Start of DATA RECORDS

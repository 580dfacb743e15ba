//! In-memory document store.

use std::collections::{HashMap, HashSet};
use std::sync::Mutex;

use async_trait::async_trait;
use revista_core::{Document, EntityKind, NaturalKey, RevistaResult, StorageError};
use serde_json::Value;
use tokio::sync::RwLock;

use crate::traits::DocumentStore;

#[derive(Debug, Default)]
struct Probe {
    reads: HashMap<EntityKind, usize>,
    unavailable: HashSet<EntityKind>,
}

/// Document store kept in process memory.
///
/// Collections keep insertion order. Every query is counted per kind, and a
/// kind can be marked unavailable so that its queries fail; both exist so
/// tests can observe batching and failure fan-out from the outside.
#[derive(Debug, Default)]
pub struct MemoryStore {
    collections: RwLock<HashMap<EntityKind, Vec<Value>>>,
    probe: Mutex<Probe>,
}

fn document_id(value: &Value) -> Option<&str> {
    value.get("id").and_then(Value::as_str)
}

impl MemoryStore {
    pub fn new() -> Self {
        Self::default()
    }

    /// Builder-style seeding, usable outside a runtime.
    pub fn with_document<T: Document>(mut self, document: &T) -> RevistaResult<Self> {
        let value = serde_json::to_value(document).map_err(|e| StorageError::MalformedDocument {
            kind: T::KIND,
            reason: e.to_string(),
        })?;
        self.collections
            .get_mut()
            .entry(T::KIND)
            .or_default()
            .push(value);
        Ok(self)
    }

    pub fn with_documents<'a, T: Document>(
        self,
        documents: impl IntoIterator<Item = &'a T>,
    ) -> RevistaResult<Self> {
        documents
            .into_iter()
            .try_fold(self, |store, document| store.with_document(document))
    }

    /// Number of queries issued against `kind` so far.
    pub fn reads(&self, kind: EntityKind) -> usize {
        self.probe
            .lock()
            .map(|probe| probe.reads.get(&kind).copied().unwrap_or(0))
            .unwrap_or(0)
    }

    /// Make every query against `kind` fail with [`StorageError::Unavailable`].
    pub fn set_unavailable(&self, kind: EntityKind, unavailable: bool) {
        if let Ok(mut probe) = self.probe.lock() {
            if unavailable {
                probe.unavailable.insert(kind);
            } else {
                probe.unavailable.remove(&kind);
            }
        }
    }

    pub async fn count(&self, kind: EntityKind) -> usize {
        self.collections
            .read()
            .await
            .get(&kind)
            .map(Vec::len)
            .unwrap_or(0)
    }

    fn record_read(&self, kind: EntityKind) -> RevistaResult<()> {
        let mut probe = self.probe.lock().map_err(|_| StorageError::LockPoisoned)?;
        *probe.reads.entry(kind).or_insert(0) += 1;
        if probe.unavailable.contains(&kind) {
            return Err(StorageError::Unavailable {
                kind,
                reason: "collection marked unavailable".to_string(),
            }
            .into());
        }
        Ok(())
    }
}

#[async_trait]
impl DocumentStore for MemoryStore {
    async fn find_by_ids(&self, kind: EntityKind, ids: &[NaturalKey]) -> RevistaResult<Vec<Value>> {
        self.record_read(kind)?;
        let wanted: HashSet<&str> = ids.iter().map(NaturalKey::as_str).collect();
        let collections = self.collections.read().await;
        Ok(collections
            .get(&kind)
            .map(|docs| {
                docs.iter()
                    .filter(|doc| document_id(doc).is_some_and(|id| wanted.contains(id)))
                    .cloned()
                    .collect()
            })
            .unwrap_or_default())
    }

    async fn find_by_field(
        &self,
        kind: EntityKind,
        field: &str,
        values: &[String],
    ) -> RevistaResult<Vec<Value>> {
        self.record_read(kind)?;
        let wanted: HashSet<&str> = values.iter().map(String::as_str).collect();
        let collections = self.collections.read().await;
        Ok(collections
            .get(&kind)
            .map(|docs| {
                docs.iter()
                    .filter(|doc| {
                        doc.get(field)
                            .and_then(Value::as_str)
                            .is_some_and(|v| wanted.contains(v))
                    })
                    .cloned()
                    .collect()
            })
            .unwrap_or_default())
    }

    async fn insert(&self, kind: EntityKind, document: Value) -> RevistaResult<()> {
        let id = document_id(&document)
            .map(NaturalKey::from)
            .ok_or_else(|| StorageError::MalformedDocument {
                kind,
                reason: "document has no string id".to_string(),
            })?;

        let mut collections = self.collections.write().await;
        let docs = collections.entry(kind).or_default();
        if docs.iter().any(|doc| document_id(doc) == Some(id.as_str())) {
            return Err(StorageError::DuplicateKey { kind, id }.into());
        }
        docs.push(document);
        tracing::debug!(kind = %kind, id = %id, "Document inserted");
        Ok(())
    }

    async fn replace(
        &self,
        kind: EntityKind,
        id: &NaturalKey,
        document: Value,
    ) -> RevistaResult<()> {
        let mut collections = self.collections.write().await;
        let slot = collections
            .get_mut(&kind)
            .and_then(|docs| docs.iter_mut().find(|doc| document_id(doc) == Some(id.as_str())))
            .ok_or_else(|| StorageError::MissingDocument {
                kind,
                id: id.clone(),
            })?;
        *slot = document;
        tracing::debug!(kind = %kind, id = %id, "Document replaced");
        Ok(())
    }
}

End of DATA RECORDS

**WHAT THE TASK ASKS:**
Search the data for the string "HashMap". List each line that has it.

**EXERCISE OUTPUT:**
use std::collections::{HashMap, HashSet};
    reads: HashMap<EntityKind, usize>,
    collections: RwLock<HashMap<EntityKind, Vec<Value>>>,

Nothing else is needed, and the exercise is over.